The MAD-FIRES munitions need to be stored in large, relatively cheap quantities and must be like standard artillery. However, they also need to be maneuverable enough to deal with small targets. DARPA wants to cut the cost of using such munitions tenfold or more with the new system, while increasing kill ratios.

Raytheon already has skin in the guided artillery game – the company's Excalibur shells are guided by external fins that pop out after firing and it claims they achieve around 2 metres (6.5 feet) of accuracy with a range of 50km (31 miles). The company already has a smaller version for naval use under development that might be useful for this contract.

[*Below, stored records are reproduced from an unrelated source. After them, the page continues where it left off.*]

use std::any::Any;
use std::cmp::Ordering;
use std::fmt::Debug;
use std::hash::Hash;
use itertools::Itertools;
use crate::Result;
use crate::expr::Expr;
use crate::types::{AbstractDataType, DataType};

/// Declares how an aggregate is evaluated; the analyzer always produces
/// `Complete`, the physical planner splits it later.
#[derive(Clone, Copy, PartialEq, Eq, PartialOrd, Hash, Debug)]
pub enum AggregateMode {
    Partial,
    Final,
    Complete,
}

/// An aggregate function call as it appears in a resolved plan.
#[derive(Clone, Hash, Debug)]
pub struct AggregateExpression {
    pub func: Box<dyn AggregateFunction>,
    pub mode: AggregateMode,
    pub is_distinct: bool,
}

impl PartialEq for AggregateExpression {
    fn eq(&self, other: &Self) -> bool {
        PartialEq::eq(&self.func, &other.func)
            && self.mode == other.mode
            && self.is_distinct == other.is_distinct
    }
}

impl Eq for AggregateExpression {}

impl PartialOrd for AggregateExpression {
    fn partial_cmp(&self, other: &Self) -> Option<Ordering> {
        match PartialOrd::partial_cmp(&self.func, &other.func) {
            Some(Ordering::Equal) => {}
            ord => return ord,
        }
        match self.mode.partial_cmp(&other.mode) {
            Some(Ordering::Equal) => {}
            ord => return ord,
        }
        self.is_distinct.partial_cmp(&other.is_distinct)
    }
}

impl AggregateExpression {
    pub fn new(func: Box<dyn AggregateFunction>) -> Self {
        Self { func, mode: AggregateMode::Complete, is_distinct: false }
    }

    pub fn with_distinct(mut self, is_distinct: bool) -> Self {
        self.is_distinct = is_distinct;
        self
    }
}

pub trait AggregateFunction: Debug + Send + Sync + CreateAggregateFunction + ExtendAggregateFunction {
    fn name(&self) -> &str;

    fn data_type(&self) -> &DataType;

    fn nullable(&self) -> bool {
        true
    }

    fn args(&self) -> Vec<&Expr>;

    /// Whether `DISTINCT` makes sense for this function. `max`/`min` are
    /// handled separately (DISTINCT is dropped there, it changes nothing).
    fn supports_distinct(&self) -> bool {
        true
    }

    fn expects_input_types(&self) -> Option<Vec<AbstractDataType>> {
        None
    }

    fn check_input_data_types(&self) -> Result<()> {
        match self.expects_input_types() {
            None => {
                Ok(())
            },
            Some(input_types) => {
                let mut mismatches = Vec::new();
                for (i, (tp, input_type)) in self.args().into_iter().zip(input_types.iter()).enumerate() {
                    if !input_type.accepts_type(tp.data_type()) {
                        mismatches.push(format!("{} argument {} requires {:?}, but get {}", self.name(), i + 1, input_type, tp.data_type()));
                    }
                }
                if mismatches.is_empty() {
                    Ok(())
                } else {
                    Err(mismatches.into_iter().join(" "))
                }
            },
        }
    }
}

pub trait CreateAggregateFunction {
    fn from_args(args: Vec<Expr>) -> Result<Box<dyn AggregateFunction>> where Self: Sized;

    fn create_function_expr(args: Vec<Expr>) -> Result<Expr> where Self: Sized {
        Ok(Expr::AggregateExpression(AggregateExpression::new(Self::from_args(args)?)))
    }
}

pub trait ExtendAggregateFunction {
    fn clone_box(&self) -> Box<dyn AggregateFunction>;
    fn as_any(&self) -> &dyn Any;
    fn rewrite_args(&self, args: Vec<Expr>) -> Box<dyn AggregateFunction>;
}

impl<T: AggregateFunction + CreateAggregateFunction + Clone + 'static> ExtendAggregateFunction for T {
    fn clone_box(&self) -> Box<dyn AggregateFunction> {
        Box::new(self.clone())
    }

    fn as_any(&self) -> &dyn Any {
        self
    }

    fn rewrite_args(&self, args: Vec<Expr>) -> Box<dyn AggregateFunction> {
        Self::from_args(args).unwrap()
    }
}

impl Clone for Box<dyn AggregateFunction> {
    fn clone(&self) -> Self {
        self.clone_box()
    }
}

impl PartialEq for Box<dyn AggregateFunction> {
    fn eq(&self, other: &Self) -> bool {
        if self.as_any().type_id() != other.as_any().type_id() {
            return false;
        }
        let args1 = self.args();
        let args2 = other.args();
        if args1.len() != args2.len() {
            return false;
        };
        args1.iter().zip(args2.iter()).all(|(a, b)| a == b)
    }
}

impl Eq for Box<dyn AggregateFunction> {}

impl PartialOrd for Box<dyn AggregateFunction> {
    fn partial_cmp(&self, other: &Self) -> Option<Ordering> {
        let args1 = self.args();
        let args2 = other.args();
        if args1.len() != args2.len() {
            return None;
        };
        for i in 0..args1.len() {
            match args1[i].partial_cmp(args2[i]) {
                None => return None,
                Some(Ordering::Equal) => continue,
                Some(ord) => return Some(ord),
            }
        }
        Some(Ordering::Equal)
    }
}

impl Hash for Box<dyn AggregateFunction> {
    fn hash<H: std::hash::Hasher>(&self, state: &mut H) {
        for x in self.args() {
            x.hash(state);
        }
    }
}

DARPA funded some of the initial research into smart bombs, and conversion kits of fins and laser sights that can be strapped onto existing "dumb" bombs to make them steerable. The agency has also demonstrated that smart bullets are feasible, albeit at a heavy price.

We've already seen such an example with the Navy's USS Zumwalt, which was supposed to be armed with rocket-assisted smart artillery shells called the Long Range Land Attack Projectile. While the munitions worked, they also cost $800,000 a pop, meaning they were too expensive to even practice with and have since been dropped.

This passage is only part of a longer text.